Exercise description> Somewhere below, one line contains "PatternConfig::Event(event::StaticConfig::new(3, 4, 9));" and a later line contains "assert_eq!(PatternConfig::from_raw(&raw), Some(config));". Output those two lines and everything between them exactly, and nothing else.

= Beginning of Section =

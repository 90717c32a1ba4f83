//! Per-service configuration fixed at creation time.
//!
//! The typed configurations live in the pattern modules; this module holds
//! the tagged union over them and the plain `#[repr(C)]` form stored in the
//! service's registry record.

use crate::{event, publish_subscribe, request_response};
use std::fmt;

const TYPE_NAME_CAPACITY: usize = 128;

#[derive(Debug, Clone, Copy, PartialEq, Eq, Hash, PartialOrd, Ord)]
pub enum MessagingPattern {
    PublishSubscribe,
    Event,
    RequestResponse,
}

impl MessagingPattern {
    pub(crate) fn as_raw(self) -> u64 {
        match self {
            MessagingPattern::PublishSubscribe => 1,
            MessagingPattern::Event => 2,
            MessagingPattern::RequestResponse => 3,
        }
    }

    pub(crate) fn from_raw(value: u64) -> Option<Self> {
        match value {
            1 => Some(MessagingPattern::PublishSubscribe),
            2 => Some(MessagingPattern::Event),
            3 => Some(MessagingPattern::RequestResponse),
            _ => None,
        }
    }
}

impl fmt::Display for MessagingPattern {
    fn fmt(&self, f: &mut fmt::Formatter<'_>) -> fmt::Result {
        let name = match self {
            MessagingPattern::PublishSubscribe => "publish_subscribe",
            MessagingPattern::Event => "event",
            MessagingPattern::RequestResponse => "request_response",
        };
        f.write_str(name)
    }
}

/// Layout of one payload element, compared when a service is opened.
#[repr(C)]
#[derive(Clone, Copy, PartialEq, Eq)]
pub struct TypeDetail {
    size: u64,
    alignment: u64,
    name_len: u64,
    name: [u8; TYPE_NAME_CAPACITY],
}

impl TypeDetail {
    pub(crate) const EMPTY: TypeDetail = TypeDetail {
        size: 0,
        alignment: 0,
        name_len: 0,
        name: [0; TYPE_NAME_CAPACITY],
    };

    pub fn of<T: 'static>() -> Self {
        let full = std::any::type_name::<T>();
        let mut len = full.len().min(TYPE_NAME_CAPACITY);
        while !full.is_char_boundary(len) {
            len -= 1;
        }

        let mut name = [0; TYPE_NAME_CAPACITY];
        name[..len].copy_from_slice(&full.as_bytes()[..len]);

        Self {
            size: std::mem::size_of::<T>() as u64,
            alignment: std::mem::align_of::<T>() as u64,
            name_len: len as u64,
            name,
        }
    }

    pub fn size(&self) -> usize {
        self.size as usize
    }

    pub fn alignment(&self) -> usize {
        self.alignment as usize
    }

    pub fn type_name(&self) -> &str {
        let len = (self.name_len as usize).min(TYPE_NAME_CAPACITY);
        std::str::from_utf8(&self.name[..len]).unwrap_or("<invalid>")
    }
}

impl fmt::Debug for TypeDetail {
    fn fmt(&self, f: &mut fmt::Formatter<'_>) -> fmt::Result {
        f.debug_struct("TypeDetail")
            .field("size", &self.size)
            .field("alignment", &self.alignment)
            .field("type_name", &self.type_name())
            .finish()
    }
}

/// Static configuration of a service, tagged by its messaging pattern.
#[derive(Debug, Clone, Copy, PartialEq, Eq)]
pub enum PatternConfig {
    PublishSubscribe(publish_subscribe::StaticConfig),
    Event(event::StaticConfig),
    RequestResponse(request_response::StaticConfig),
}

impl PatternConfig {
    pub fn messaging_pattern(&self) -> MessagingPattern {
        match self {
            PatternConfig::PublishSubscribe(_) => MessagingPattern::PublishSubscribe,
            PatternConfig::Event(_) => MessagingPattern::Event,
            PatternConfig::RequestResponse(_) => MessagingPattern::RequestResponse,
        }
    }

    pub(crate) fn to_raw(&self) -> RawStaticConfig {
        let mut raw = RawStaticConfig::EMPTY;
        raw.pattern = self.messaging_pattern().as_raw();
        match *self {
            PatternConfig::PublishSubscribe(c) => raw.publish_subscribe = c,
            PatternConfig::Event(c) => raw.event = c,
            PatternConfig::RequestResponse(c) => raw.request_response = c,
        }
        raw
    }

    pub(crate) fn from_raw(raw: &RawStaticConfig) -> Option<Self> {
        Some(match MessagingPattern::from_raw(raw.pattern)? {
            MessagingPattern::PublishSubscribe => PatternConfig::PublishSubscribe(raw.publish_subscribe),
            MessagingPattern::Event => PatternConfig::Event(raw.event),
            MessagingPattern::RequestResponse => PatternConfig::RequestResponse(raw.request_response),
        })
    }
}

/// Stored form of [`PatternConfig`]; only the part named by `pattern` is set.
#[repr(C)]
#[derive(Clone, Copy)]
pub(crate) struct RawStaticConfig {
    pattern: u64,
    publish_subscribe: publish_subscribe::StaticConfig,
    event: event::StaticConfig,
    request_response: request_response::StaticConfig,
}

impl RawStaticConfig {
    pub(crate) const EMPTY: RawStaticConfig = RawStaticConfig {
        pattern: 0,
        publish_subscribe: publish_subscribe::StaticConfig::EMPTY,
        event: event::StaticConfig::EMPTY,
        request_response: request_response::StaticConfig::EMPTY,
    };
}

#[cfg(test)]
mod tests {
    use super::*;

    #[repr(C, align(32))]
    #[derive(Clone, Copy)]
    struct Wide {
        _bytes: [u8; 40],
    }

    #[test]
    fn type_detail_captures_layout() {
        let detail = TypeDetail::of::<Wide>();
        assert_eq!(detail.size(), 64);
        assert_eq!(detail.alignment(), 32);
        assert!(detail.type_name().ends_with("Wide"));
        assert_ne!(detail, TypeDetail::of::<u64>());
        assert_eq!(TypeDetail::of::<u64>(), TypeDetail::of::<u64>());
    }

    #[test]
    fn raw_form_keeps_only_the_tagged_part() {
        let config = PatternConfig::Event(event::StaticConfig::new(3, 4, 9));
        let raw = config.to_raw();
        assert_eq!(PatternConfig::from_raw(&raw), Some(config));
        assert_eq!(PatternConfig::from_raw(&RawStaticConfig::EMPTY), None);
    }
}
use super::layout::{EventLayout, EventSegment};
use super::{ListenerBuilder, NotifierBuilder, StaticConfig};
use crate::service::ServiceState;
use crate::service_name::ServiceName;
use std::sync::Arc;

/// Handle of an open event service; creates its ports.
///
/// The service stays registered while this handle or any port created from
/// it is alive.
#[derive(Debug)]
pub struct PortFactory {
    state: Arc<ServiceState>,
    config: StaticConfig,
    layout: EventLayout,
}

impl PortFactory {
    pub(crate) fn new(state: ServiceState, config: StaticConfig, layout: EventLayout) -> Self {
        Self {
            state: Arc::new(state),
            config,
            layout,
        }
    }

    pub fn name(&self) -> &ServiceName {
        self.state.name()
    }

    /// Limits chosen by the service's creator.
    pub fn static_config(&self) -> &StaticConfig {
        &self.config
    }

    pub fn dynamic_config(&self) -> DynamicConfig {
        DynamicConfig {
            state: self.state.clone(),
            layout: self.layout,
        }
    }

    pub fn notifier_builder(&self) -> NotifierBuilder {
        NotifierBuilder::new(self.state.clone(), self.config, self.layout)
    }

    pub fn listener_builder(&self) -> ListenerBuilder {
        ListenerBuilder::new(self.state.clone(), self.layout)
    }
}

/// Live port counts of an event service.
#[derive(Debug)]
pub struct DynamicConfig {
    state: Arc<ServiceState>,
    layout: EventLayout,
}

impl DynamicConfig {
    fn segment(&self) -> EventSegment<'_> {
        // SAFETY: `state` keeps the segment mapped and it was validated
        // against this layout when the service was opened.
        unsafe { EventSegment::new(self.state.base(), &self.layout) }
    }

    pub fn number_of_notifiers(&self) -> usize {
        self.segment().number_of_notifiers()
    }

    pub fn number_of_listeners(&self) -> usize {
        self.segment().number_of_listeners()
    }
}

= End of Section =
= Beginning of Section =

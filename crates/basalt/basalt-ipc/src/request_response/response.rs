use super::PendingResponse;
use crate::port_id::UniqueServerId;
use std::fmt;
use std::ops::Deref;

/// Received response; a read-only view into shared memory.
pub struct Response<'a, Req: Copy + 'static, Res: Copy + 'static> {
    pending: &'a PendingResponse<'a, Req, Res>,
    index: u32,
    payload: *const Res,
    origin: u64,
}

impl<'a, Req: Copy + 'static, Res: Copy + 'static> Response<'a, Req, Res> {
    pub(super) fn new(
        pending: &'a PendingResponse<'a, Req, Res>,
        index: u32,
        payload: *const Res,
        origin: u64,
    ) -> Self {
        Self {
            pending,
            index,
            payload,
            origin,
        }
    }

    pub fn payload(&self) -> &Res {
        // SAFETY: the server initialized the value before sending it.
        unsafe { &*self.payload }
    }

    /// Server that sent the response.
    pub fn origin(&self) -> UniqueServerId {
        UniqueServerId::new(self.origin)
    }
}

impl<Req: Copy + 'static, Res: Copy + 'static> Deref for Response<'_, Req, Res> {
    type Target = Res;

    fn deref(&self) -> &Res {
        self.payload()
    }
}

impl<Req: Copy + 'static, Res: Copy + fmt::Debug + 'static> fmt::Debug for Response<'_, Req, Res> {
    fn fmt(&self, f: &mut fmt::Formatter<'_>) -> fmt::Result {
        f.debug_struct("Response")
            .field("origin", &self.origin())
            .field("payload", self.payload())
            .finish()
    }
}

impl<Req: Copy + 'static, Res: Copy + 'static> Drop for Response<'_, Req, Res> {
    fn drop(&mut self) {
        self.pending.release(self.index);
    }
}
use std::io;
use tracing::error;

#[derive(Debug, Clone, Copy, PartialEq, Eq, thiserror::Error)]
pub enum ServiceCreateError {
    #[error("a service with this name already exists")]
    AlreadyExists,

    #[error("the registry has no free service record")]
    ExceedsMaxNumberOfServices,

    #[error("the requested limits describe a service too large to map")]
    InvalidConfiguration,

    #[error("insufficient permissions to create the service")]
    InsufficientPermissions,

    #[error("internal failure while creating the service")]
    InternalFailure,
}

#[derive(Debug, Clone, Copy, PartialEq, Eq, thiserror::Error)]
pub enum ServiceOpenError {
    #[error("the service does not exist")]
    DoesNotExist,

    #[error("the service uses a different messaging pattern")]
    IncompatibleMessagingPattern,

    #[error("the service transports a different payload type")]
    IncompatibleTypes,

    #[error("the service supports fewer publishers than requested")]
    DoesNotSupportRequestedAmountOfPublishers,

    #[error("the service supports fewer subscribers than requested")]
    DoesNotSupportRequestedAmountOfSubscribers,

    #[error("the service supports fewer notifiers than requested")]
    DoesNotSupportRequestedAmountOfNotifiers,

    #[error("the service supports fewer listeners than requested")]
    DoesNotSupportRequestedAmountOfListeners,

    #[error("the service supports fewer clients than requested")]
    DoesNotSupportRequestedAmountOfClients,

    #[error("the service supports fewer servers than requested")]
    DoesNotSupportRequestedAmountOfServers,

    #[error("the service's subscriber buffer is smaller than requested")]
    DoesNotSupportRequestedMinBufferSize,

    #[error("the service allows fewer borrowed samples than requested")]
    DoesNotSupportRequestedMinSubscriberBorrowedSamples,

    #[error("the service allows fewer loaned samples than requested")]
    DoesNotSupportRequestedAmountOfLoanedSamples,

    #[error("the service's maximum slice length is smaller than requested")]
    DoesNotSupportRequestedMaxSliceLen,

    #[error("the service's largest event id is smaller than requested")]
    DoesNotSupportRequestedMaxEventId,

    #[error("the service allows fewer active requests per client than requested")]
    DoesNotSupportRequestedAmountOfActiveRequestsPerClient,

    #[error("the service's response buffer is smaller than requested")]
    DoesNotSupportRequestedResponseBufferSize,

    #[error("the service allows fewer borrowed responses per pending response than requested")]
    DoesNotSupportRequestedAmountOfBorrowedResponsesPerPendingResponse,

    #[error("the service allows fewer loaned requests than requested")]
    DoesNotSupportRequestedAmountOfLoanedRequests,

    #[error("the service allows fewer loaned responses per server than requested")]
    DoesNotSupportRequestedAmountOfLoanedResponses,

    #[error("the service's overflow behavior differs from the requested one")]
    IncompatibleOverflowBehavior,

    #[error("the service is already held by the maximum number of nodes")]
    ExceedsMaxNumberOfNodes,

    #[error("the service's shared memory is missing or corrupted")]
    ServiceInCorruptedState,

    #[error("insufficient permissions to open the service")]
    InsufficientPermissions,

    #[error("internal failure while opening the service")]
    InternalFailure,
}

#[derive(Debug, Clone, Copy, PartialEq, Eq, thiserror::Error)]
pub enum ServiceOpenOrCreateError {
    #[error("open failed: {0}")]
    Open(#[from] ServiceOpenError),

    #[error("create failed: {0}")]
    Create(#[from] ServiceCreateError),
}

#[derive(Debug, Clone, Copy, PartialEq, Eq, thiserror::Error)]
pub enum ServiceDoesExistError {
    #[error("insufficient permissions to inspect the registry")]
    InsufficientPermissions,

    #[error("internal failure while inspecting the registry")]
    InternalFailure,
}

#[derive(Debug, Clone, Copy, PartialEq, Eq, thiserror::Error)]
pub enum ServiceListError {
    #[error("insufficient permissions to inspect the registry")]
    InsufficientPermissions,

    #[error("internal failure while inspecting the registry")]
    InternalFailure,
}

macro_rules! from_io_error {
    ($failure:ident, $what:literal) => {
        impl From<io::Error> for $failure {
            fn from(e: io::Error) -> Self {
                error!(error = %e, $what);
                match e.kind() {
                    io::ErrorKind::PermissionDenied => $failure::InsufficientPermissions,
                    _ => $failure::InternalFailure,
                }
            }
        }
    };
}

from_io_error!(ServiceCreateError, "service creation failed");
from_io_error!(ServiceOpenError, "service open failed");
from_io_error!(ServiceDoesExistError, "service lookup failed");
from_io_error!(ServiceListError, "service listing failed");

= End of Section =
= Beginning of Section =

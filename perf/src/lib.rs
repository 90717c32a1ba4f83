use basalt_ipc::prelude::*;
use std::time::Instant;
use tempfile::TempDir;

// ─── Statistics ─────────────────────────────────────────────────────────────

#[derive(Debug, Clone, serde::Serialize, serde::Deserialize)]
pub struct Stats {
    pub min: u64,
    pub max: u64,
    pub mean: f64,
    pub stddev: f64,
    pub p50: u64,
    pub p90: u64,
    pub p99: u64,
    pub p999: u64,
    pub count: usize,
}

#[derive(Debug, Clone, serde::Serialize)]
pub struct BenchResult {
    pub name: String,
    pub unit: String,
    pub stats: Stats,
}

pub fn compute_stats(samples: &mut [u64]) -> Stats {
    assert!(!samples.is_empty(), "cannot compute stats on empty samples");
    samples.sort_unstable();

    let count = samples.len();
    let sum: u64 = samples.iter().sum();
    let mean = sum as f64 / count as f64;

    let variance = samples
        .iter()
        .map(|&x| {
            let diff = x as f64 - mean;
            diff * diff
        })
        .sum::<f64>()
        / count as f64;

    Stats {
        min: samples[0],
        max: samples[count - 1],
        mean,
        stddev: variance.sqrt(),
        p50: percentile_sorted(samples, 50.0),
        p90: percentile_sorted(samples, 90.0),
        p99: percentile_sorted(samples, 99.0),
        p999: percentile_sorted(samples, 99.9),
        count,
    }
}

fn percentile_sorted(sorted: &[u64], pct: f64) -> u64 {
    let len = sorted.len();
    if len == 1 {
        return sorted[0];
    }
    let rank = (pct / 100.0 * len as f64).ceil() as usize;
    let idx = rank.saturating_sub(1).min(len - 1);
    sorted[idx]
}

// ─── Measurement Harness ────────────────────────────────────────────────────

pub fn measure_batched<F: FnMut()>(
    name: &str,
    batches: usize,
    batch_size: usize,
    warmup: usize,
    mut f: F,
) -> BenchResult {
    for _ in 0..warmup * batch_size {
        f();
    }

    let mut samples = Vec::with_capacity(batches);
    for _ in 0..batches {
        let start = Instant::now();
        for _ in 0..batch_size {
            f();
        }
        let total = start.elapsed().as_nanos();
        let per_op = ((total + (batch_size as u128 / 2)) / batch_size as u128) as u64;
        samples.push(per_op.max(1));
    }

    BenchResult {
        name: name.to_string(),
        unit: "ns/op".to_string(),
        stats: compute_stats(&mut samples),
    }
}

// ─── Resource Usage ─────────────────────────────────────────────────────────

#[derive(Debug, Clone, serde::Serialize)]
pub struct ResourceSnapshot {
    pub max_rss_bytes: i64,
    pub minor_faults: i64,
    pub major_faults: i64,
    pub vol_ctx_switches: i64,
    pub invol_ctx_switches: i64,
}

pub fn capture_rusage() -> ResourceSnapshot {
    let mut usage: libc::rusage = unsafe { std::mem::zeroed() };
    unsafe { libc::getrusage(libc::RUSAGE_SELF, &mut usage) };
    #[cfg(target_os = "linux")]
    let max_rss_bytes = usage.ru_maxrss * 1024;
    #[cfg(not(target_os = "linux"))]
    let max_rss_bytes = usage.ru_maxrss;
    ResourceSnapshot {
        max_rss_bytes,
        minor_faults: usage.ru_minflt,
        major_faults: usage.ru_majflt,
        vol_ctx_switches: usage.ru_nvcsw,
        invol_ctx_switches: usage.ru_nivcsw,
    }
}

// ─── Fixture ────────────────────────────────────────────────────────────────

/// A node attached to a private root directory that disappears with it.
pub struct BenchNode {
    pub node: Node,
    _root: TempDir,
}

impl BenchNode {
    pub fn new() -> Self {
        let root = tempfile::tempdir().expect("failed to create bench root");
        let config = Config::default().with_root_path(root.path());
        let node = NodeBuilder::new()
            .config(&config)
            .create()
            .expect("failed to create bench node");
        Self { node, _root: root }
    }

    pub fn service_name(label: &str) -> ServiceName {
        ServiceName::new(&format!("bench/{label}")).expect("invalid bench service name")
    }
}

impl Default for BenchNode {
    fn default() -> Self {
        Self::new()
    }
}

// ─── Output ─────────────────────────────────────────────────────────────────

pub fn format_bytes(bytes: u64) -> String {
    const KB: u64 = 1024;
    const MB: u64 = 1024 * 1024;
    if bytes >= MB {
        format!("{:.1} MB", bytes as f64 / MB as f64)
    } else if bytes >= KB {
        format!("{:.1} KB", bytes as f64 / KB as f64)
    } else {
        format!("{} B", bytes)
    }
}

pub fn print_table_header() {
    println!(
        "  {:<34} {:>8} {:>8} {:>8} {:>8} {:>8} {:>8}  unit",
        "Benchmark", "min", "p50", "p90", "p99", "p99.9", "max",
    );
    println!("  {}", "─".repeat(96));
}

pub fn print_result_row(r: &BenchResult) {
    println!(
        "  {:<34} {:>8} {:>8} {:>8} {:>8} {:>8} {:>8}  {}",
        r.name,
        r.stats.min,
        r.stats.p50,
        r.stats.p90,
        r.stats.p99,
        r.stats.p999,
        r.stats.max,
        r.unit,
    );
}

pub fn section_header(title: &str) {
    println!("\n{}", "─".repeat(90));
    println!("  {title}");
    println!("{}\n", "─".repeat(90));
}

= End of Section =

Exercise answer>
        let config = PatternConfig::Event(event::StaticConfig::new(3, 4, 9));
        let raw = config.to_raw();
        assert_eq!(PatternConfig::from_raw(&raw), Some(config));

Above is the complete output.